Men Aren’t Hard to Understand… Here are Tips 4–6 to Prove It
In the last blog, we talked about keeping things simple, not trying to change men, and taking his word for it when he says he’s fine. I hope you enjoy the following three tips and use them with your man. You won’t believe how quickly your relationship will improve.
Best Understand Men Tip #4
A man wants to make his woman happy.
If he can’t please you, he feels frustrated and unsuccessful in the relationship. That makes him feel like a failure and unhappy. Tell him what makes you happy and let him know when he’s done something to make you feel good; it will make HIM happy to hear it!
** Just remember, make it simple, or short n’ sweet… **
How you can make this tip work for you and your man:
Appreciate, appreciate, and appreciate.
All he wants to do is make you happy, and so many women focus only on the bad in the relationship. From today forward, say thank you at least twice a day and “I love you” at least twice. Kiss him when you separate in the morning, when you meet at night, and when you go to bed.
The quickest way to turn off a man’s love is to be unhappy. If you are truly not happy in the relationship, talk to him about it. If it’s something that can be fixed, do it. If not, then consider parting ways. But if you stay, be happy with yourself and with him.
This is not to say conflicts will never arise; they will. But if you’re both happy with each other and the relationship, you’ll turn them into small bumps in the road instead of letting them become gigantic craters.
Best Understand Men Tip #5
The male brain takes time to process things.
Just because he isn’t responding to something you said right away doesn’t mean he’s not thinking about it or doesn’t care about what you’re saying. It may take him an hour, a day, or sometimes even a week to respond to something you communicated to him, or to answer an important question.
How you can make this tip work for you and your man:
Just knowing this will help your understanding of men and your communication.
Make sure he did hear you, as sometimes we tune you out without meaning to. One thing we guys won’t admit: we can truly focus on only one thing at a time. If we’re working from home, for example, and you want to talk, we need to leave the computer alone while we’re talking. You can focus on our conversation and other tasks at the same time, but we can’t (not very well, anyway).
Once you know we’ve heard you, please give us time to process. We’re problem solvers by nature, so we need to think about the situation from various angles before moving forward. We’re not ignoring you; we’re being guys and taking our time to come up with an intelligent, thoughtful response.
Best Understand Men Tip #6
Do you find yourself feeling dissatisfied that you constantly have to NAG him about things?
Nagging is a sign of unhappiness and frustration. Spend time examining the source of this frustration. Is it something about him or is it about something you may be projecting about yourself onto him?
For example, if you think he’s taking you for granted lately, stop and ask yourself if YOU are the one taking him for granted, too. What is at the core of your unhappiness?
Constant frustration and nagging could also be a sign that he’s just not the right man for you. That’s okay, too, but admit that to yourself before you drive yourself nuts nagging him to change.

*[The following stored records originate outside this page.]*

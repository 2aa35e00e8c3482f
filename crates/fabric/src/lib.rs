//! Durable per-agent message delivery with manual acknowledgement, bounded
//! retry, and dead-lettering.

mod breaker;
mod broker;
mod notification;

pub use breaker::ErrorRateLimiter;
pub use broker::{queue_name, Broker, Delivery, MAX_RETRIES};
pub use notification::{Notification, NotificationType};

use thiserror::Error;

#[derive(Debug, Error)]
pub enum FabricError {
    #[error("transport unavailable: {0}")]
    TransportUnavailable(String),
    #[error("storage error: {0}")]
    Storage(String),
    #[error("recipient '{recipient}' does not own queue '{queue}'")]
    RecipientMismatch { recipient: String, queue: String },
    #[error("unknown delivery tag {0}")]
    UnknownDeliveryTag(u64),
}

impl FabricError {
    /// Whether a retry could plausibly succeed.
    pub fn is_transient(&self) -> bool {
        matches!(
            self,
            FabricError::TransportUnavailable(_) | FabricError::Storage(_)
        )
    }
}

How you can make this tip work for you and your man:
If nagging isn’t the worst thing you can do to your relationship, it’s in the top three. It’s not always about what he’s doing or not doing, but he’s the nearest and dearest person around so he gets the brunt.
Here’s an example: Let’s say you’re looking for a new job because your current one has cut your hours. You feel let down and disappointed, so you’re upset. Your man decides to go to his buddy’s poker night, which he normally does once a month. Because you’re feeling bad about yourself, you get mad about poker night and take it out on him as he’s getting ready to go.
He didn’t do anything wrong or out of the ordinary. You’re just having a rough time, so you become upset and nag him about the oil change your car needs and he hasn’t done yet. You think he should stay home and work on your car instead of going out and having fun for one night. So you nag and nag. When you do that, you drive him out the door.
He comes home late (who wants to come home to nagging?) and you start in on him when he gets in. You’re driving a wedge into your relationship over nothing. You just realized your car was due for an oil change two days ago, so it’s not as if he had been neglecting it for weeks.
See how the way you feel about your job (or family, friends, or a dozen other things) can affect your relationship? Don’t allow outside issues to become a problem with your man.
When you nag, you slice his heart a little each time. The tone of voice, the cutting words, the implication that he’s not doing or being enough… all of these can, over time, kill his love for you.
Don’t do it.
Stay tuned for our next blog, where we’ll talk about making him feel needed, letting him fix things, why you want to compliment him, and how the fun stuff you do with your friends can help your relationship thrive. And don’t forget to sign up for more tips in the signup box on the right side of this page.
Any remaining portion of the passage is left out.